Sodium and chloride increase in high SCC milk due to increased passage of these minerals from blood into milk. Potassium, normally the predominant mineral in milk, declines due to its passage out of milk to lymph between damaged secretory cells. Most of the calcium in milk is associated with casein, and disruption of casein synthesis results in reduced calcium levels in milk from mastitic cows. These alterations in mineral content affect the pH and conductivity of milk. The pH of normal milk is generally around 6.6, but may increase to 6.9 or higher in milk from mastitic quarters.

Other important compositional changes include increases in enzymes originating from damaged mammary tissue, the blood stream, or milk somatic cells. Many of these enzymes negatively impact milk quality. An increase in the enzyme lipase can raise the content of free fatty acids, which produce off-flavors in milk from mastitic cows. An additional example is the enzyme plasmin, which may double in concentration in high SCC milk. Plasmin attacks casein and can markedly reduce the casein content, resulting in lower yields of cheese and other manufactured products and off-flavors in milk.

Quality

Mastitis not only reduces dairy producer profits but also results in important and costly losses to processors due to poor quality milk. Reduced quality is detected with herd milk at 400,000 cells/ml. A variety of dairy products are affected, including cheeses, powdered milk, fermented products, and fluid milk.

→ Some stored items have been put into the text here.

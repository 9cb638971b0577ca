//! MMC 卡抽象
//!
//! 枚举完成后总线层持有 card；host 驱动只关心“卡对象是否存在”与 RCA。

/// 相对卡地址（SD 规范 CMD3 返回）
pub type Rca = u16;

/// 卡类型
#[derive(Debug, Clone, Copy, PartialEq, Eq)]
pub enum CardType {
    Mmc,
    Sd,
    Sdio,
    SdCombo,
}

/// MMC/SD 卡信息（枚举结果）
#[derive(Debug, Clone, Copy, PartialEq, Eq)]
pub struct MmcCard {
    pub rca: Rca,
    pub card_type: CardType,
}

impl MmcCard {
    pub const fn new(rca: Rca, card_type: CardType) -> Self {
        Self { rca, card_type }
    }
}
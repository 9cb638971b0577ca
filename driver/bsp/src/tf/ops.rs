//! sunxi SD/MMC 控制器原语
//!
//! 控制器命令下发、时钟/总线宽度编程与卡检测由寄存器层实现（`SunxiMmc`），本模块只定义
//! 控制器原生的命令/数据描述与它们使用的位掩码。

use bitflags::bitflags;

bitflags! {
    /// 控制器原生响应类型位：响应是否存在、136 位长响应、CRC、busy、响应含 opcode
    #[derive(Debug, Clone, Copy, PartialEq, Eq, Hash)]
    pub struct RespFlags: u32 {
        const PRESENT = 1 << 0;
        const LONG_136 = 1 << 1;
        const CRC = 1 << 2;
        const BUSY = 1 << 3;
        const OPCODE = 1 << 4;
    }
}

impl RespFlags {
    pub const NONE: Self = Self::empty();
    pub const R1: Self = Self::PRESENT.union(Self::CRC).union(Self::OPCODE);
    pub const R1B: Self = Self::R1.union(Self::BUSY);
    pub const R2: Self = Self::PRESENT.union(Self::LONG_136).union(Self::CRC);
    pub const R3: Self = Self::PRESENT;
    pub const R4: Self = Self::PRESENT;
    pub const R5: Self = Self::R1;
    pub const R6: Self = Self::R1;
    pub const R7: Self = Self::R1;
}

bitflags! {
    /// 控制器原生数据方向位（注意与总线层编码相反：原生 bit0 = 读）
    #[derive(Debug, Clone, Copy, PartialEq, Eq, Hash)]
    pub struct DataFlags: u32 {
        const READ = 1 << 0;
        const WRITE = 1 << 1;
    }
}

/// 控制器原生命令
#[derive(Debug, Clone, Copy, PartialEq, Eq)]
pub struct NativeCmd {
    pub cmdidx: u16,
    pub resp_type: RespFlags,
    pub cmdarg: u32,
    /// 完成后由控制器填充
    pub response: [u32; 4],
}

/// 数据缓冲：读目的与写源互斥
#[derive(Debug)]
pub enum NativeBuf<'a> {
    Dest(&'a mut [u8]),
    Src(&'a [u8]),
}

impl NativeBuf<'_> {
    pub fn len(&self) -> usize {
        match self {
            NativeBuf::Dest(b) => b.len(),
            NativeBuf::Src(b) => b.len(),
        }
    }

    pub fn is_empty(&self) -> bool {
        self.len() == 0
    }
}

/// 控制器原生数据描述
#[derive(Debug)]
pub struct NativeData<'a> {
    pub buf: NativeBuf<'a>,
    pub flags: DataFlags,
    pub blocks: u32,
    pub blocksize: u32,
}

/// sunxi SD/MMC 控制器寄存器层
///
/// 请求路径与热插拔监控线程会并发调用（后者只调 `getcd`），实现方需自行保证寄存器访问安全。
pub trait SunxiMmc: Send + Sync {
    /// 下发命令（可带数据阶段），0 表示成功，否则为错误码；成功时填 `cmd.response`
    fn send_cmd(&self, cmd: &mut NativeCmd, data: Option<&mut NativeData<'_>>) -> i32;

    /// 控制器完整复位与初始化
    fn core_init(&self) -> i32;

    /// 编程时钟与总线宽度；`clock == 0` 表示只改宽度，`bus_width` 为数据线数（1/4/8）
    fn set_ios(&self, clock: u32, bus_width: u32);

    /// 卡检测线当前电平（true = 卡在位）
    fn getcd(&self) -> bool;
}
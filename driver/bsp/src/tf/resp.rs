//! 响应类型 / 数据方向转换
//!
//! 总线层的响应类型编号与方向 flags 翻译成控制器原生位掩码，纯函数。

use mmc::{DataDir, RespClass};

use super::ops::{DataFlags, RespFlags};

/// 响应类型 → 原生响应位
pub const fn resp_flags(class: RespClass) -> RespFlags {
    match class {
        RespClass::None => RespFlags::NONE,
        RespClass::R1 => RespFlags::R1,
        RespClass::R1b => RespFlags::R1B,
        RespClass::R2 => RespFlags::R2,
        RespClass::R3 => RespFlags::R3,
        RespClass::R4 => RespFlags::R4,
        RespClass::R6 => RespFlags::R6,
        RespClass::R7 => RespFlags::R7,
        RespClass::R5 => RespFlags::R5,
    }
}

/// 数据方向 → 原生方向位
pub const fn data_flags(dir: DataDir) -> DataFlags {
    match dir {
        DataDir::None => DataFlags::empty(),
        DataDir::Write => DataFlags::WRITE,
        DataDir::Read => DataFlags::READ,
        DataDir::Both => DataFlags::READ.union(DataFlags::WRITE),
    }
}

/// 总线层 data flags（bit0 写、bit1 读）→ 原生方向位
pub const fn data_flags_from_bits(flags: u32) -> DataFlags {
    data_flags(DataDir::from_flags(flags))
}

Progressive milk plants pay on milk quality for obvious reasons, but quality premiums also pay big dividends to producers, as shown in Table 6. For example, a 100-cow herd averaging 50 lbs milk per cow per day and receiving $0.25 per hundredweight premium would get $375 more per month in milk receipts.
 

Table 6. Dollar return per month in a 
100 cow herd with quality premiums of 
$0.10 to $0.50/cwt and average lbs of 
milk/cow/day from 30 to 70 lbs.
-------------------------------------------
 Premium
 per cwt   Quality Premium Return per 100
  milk        cows per month (30 days)
-------------------------------------------
 $0.50   $450   $600   $750   $900  $1,050
 $0.45   $405   $540   $675   $810    $945
 $0.40   $360   $480   $600   $720    $840
 $0.35   $315   $420   $525   $630    $735
 $0.30   $270   $360   $450   $540    $630
 $0.25   $225   $300   $375   $450    $525
 $0.20   $180   $240   $300   $360    $420
 $0.15   $135   $180   $225   $270    $315
 $0.10    $90   $120   $150   $180    $210
-------------------------------------------
Source: W.L. Crist, et al. Mastitis and Its 
Control. Univ. of Kentucky.



Development of Mastitis

A basic knowledge of mammary gland anatomy and physiology is necessary to understand how mastitis develops. The interior of each quarter is composed of a teat cistern, gland cistern, milk ducts, and glandular tissue (Figure 2-A). The glandular tissue or secretory portion contains millions of microscopic sacs called alveoli (Figure 2-B). Each alveolus is lined with milk-producing epithelial cells and is surrounded by muscle cells that contract and squeeze milk from the alveolus during milking. Blood vessels bring nutrients to each alveolus where epithelial cells convert them into milk. Between milkings, milk accumulates in the alveolar spaces, milk ducts, and cisterns. During milking, the accumulated fluid is removed through the teat ducts.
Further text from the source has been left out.